Достаточно неординарно и небанально прописан выписал автор и
образ Иисуса Христа. «Я знаю, - объяснял Л. Андреев, - что Бог и Дьявол только символы, но мне кажется, что вся жизнь людей, весь ее смысл в том,
чтобы бесконечно, беспредельно расширять эти символы, питая их кровью и плотью мира»[132]. Иисус в повести выписан «напитанным кровью и плотью мира», и подобная философская позиция характерна не только для
Андреева, но и для всего русского экзистенциального сознания рубежа веков. Иисус у Л. Андреева является фигурой номинальной, вот почему в
нем больше человеческого, нежели божественного: «Даже тот, кто мыслится как символ высшей идеальной цельности, в изображении JI. Андреева не свободен от двойственности»[133]. Тему человека, оставшегося без Бога, поскольку «все умерли», и «в самых основах своих рушится мир» писатель продолжит развивать в философской повести «Жизнь Василия Фивейского».

Иуда и Христос Л. Андреева являются двумя самыми одинокими мифологическими образами в истории человечества: «Из одного кубка страданий, как братья, пили они оба, преданный и предатель, и огненная влага одинаково опаляла чистые и нечистые уста»[134]. Одинок молчаливый Иисус, преданный верными учениками и распятый толпой, которая еще недавно воспевала его. Но куда более одинок Иуда, невольно ставший символом ужасного предательства: «И все - добрые и злые - одинаково предадут проклятию позорную память его, и у всех народов, какие были, какие есть, останется он одиноким в жестокой участи своей - Иуда из Кариота, Предатель»[135]. Это и есть самая большая трагедия Иуды, вызывающая жалость у автора.

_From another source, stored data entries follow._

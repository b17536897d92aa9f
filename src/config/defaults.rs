// SPDX-License-Identifier: MPL-2.0
//! Centralized default values for all configuration constants.
//!
//! This module serves as the single source of truth for default values
//! used across the application. Constants are organized by category.
//!
//! # Categories
//!
//! - **Toast**: Auto-dismiss delay and slide-fade transition lengths
//! - **Preview**: Source panel fold behavior and transition length
//! - **Frame**: Animation tick rate

// ==========================================================================
// Toast Defaults
// ==========================================================================

/// Default delay before a visible toast starts hiding (in milliseconds).
pub const DEFAULT_TOAST_DISMISS_MS: u64 = 3000;

/// Minimum configurable toast dismiss delay (in milliseconds).
pub const MIN_TOAST_DISMISS_MS: u64 = 500;

/// Maximum configurable toast dismiss delay (in milliseconds).
pub const MAX_TOAST_DISMISS_MS: u64 = 30_000;

/// Length of the toast slide-in animation (in milliseconds).
pub const TOAST_ENTER_MS: u64 = 200;

/// Length of the toast slide-out animation (in milliseconds).
/// The toast is destroyed once this animation completes.
pub const TOAST_EXIT_MS: u64 = 300;

// ==========================================================================
// Preview Defaults
// ==========================================================================

/// Source panels start collapsed.
pub const DEFAULT_START_FOLDED: bool = true;

/// Length of the source panel height transition (in milliseconds).
pub const FOLD_TRANSITION_MS: u64 = 250;

// ==========================================================================
// Frame Defaults
// ==========================================================================

/// Interval between animation ticks while something is moving (in milliseconds).
pub const FRAME_INTERVAL_MS: u64 = 16;

// ==========================================================================
// Compile-time Validation
// ==========================================================================

const _: () = {
    assert!(MIN_TOAST_DISMISS_MS > 0);
    assert!(MAX_TOAST_DISMISS_MS >= MIN_TOAST_DISMISS_MS);
    assert!(DEFAULT_TOAST_DISMISS_MS >= MIN_TOAST_DISMISS_MS);
    assert!(DEFAULT_TOAST_DISMISS_MS <= MAX_TOAST_DISMISS_MS);

    // A toast must be fully shown before its dismiss timer can fire.
    assert!(TOAST_ENTER_MS < MIN_TOAST_DISMISS_MS);
    assert!(TOAST_EXIT_MS > 0);

    assert!(FOLD_TRANSITION_MS > 0);
    assert!(FRAME_INTERVAL_MS > 0);
    assert!(FRAME_INTERVAL_MS < TOAST_ENTER_MS);
};
// SPDX-License-Identifier: MPL-2.0
//! Demo description files.
//!
//! Demos are small TOML documents:
//!
//! ```toml
//! title = "Basic button"
//! description = "Use `type`, `plain` and `round` to style buttons."
//! component = "button-basic"
//! order = 1
//! code = "%3Ctemplate%3E..."       # URI-component encoded raw source
//! show_code = "%3Cpre%20class..."  # URI-component encoded highlighted markup
//! ```
//!
//! A set ships embedded in the binary; `--demo-dir` adds files from disk, which
//! replace embedded demos of the same file name. Unreadable files are logged,
//! skipped and kept in [`Catalog::skipped`] so the app can report them.

pub mod live;

use crate::error::{Error, Result};
use crate::ui::demo_preview::source::decode_component;
use crate::ui::demo_preview::{Demo, SourceMarkup};
use rust_embed::RustEmbed;
use serde::Deserialize;
use std::collections::BTreeMap;
use std::fs;
use std::path::Path;

#[derive(RustEmbed)]
#[folder = "assets/demos/"]
struct Embedded;

const EXTENSION: &str = ".toml";

#[derive(Debug, Deserialize)]
struct DemoFile {
    #[serde(default)]
    title: Option<String>,
    #[serde(default)]
    description: Option<String>,
    component: String,
    code: String,
    #[serde(default)]
    show_code: Option<String>,
    #[serde(default)]
    order: i32,
}

/// A loaded demo and where it sorts.
#[derive(Debug, Clone, PartialEq)]
pub struct Entry {
    pub name: String,
    pub order: i32,
    pub demo: Demo,
}

/// Parses one demo file.
pub fn parse_demo(name: &str, content: &str) -> Result<Entry> {
    let file: DemoFile =
        toml::from_str(content).map_err(|err| Error::Catalog(format!("{name}: {err}")))?;

    let source = decode_component(&file.code)?;
    let markup = match file.show_code {
        Some(encoded) => SourceMarkup::parse(&decode_component(&encoded)?),
        None => SourceMarkup::plain(&source),
    };

    Ok(Entry {
        name: name.to_string(),
        order: file.order,
        demo: Demo {
            title: file.title,
            description: file.description,
            source,
            markup,
            example: file.component,
        },
    })
}

/// A demo file that could not be loaded.
#[derive(Debug, Clone)]
pub struct SkippedDemo {
    pub name: String,
    pub error: Error,
}

#[derive(Debug, Default)]
struct Loader {
    by_name: BTreeMap<String, Entry>,
    skipped: Vec<SkippedDemo>,
}

impl Loader {
    fn insert(&mut self, name: &str, content: &str) {
        match parse_demo(name, content) {
            Ok(entry) => {
                self.skipped.retain(|skipped| skipped.name != name);
                self.by_name.insert(name.to_string(), entry);
            }
            Err(error) => self.skip(name, error),
        }
    }

    fn skip(&mut self, name: &str, error: Error) {
        tracing::warn!(demo = name, error = %error, "skipping demo");
        self.skipped.push(SkippedDemo {
            name: name.to_string(),
            error,
        });
    }

    fn load_dir(&mut self, dir: &Path) -> Result<()> {
        for entry in fs::read_dir(dir)? {
            let path = entry?.path();
            let Some(filename) = path.file_name().and_then(|n| n.to_str()) else {
                continue;
            };
            let Some(name) = filename.strip_suffix(EXTENSION) else {
                continue;
            };
            match fs::read_to_string(&path) {
                Ok(content) => self.insert(name, &content),
                Err(err) => self.skip(name, err.into()),
            }
        }
        Ok(())
    }

    fn finish(self) -> Catalog {
        let mut entries: Vec<Entry> = self.by_name.into_values().collect();
        entries.sort_by(|a, b| a.order.cmp(&b.order).then_with(|| a.name.cmp(&b.name)));
        Catalog {
            entries,
            skipped: self.skipped,
        }
    }
}

#[derive(Debug, Clone, Default)]
pub struct Catalog {
    entries: Vec<Entry>,
    skipped: Vec<SkippedDemo>,
}

impl Catalog {
    /// Loads embedded demos, then demos from `dir` if given.
    #[must_use]
    pub fn load(dir: Option<&Path>) -> Self {
        let mut loader = Loader::default();

        for file in Embedded::iter() {
            let filename = file.as_ref();
            let Some(name) = filename.strip_suffix(EXTENSION) else {
                continue;
            };
            let Some(content) = Embedded::get(filename) else {
                continue;
            };
            let text = String::from_utf8_lossy(content.data.as_ref());
            loader.insert(name, &text);
        }

        if let Some(dir) = dir {
            if let Err(err) = loader.load_dir(dir) {
                tracing::warn!(dir = %dir.display(), error = %err, "demo directory unreadable");
            }
        }

        let catalog = loader.finish();
        tracing::info!(
            count = catalog.len(),
            skipped = catalog.skipped.len(),
            "demo catalog loaded"
        );
        catalog
    }

    /// Loads only the demos in `dir`.
    pub fn from_dir(dir: &Path) -> Result<Self> {
        let mut loader = Loader::default();
        loader.load_dir(dir)?;
        Ok(loader.finish())
    }

    #[must_use]
    pub fn entries(&self) -> &[Entry] {
        &self.entries
    }

    /// Demo files that were found but could not be loaded.
    #[must_use]
    pub fn skipped(&self) -> &[SkippedDemo] {
        &self.skipped
    }

    #[must_use]
    pub fn len(&self) -> usize {
        self.entries.len()
    }

    #[must_use]
    pub fn is_empty(&self) -> bool {
        self.entries.is_empty()
    }

    /// Consumes the catalog into demos in display order.
    #[must_use]
    pub fn into_demos(self) -> Vec<Demo> {
        self.entries.into_iter().map(|entry| entry.demo).collect()
    }
}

Как и многие представители отечественной философской
мысли, в 1919 году Л. Андреев снова обращается к теме добра и зла в неоконченном романе «Дневник Сатаны». Облик Люцифера, как и Иуды, на
протяжении всей истории литературы был достаточно двойственным и
противоречивым. Андреев в трактовке Сатаны, как и Иуды сознательно
смещает привычную расстановку акцентов в сторону трагедии: «Сатана,
свергнутый «ангел света», «сын зари», перестает быть у писателя Исчадием Ада и абсолютным злом. Вспомним гетевского Мефистофеля: «Я - часть той силы, что вечно хочет зла и вечно совершает благо»[136]. В соответствии с христианской традицией, Андреев называет Падшего Ангела именно Сатаной.

В «Дневнике Сатаны» Андреев вступает в диалог с В. Соловьевым, Антихрист которого оказывается «великим спиритуалистом, аскетом и
филантропом»[137], стремящимся облагодетельствовать весь мир и построить
свое царство. Л. Андреев рассказывает о земных несчастьях обманутого
Проклятого Ангела, поддавшегося силе земной любви к прекрасной
девушке Марии с ликом Богородицы и решившего забыть творимое им
зло, навсегда оставшись в облике человека: «Она же приказывает, чтобы я принял человека всего»[138]. Земная любовь усмиряет Сатану, восставшего против Бога из-за греховной гордыни. Однако он оказывается обманут, поскольку на деле Мария оказывается «с ног до головы продажной, развращенной и совершенно бесстыдной»[139], в то время как верный помощник Фома Магнус обнаруживает себя корыстолюбцем, желающим завладеть миллионами Сатаны.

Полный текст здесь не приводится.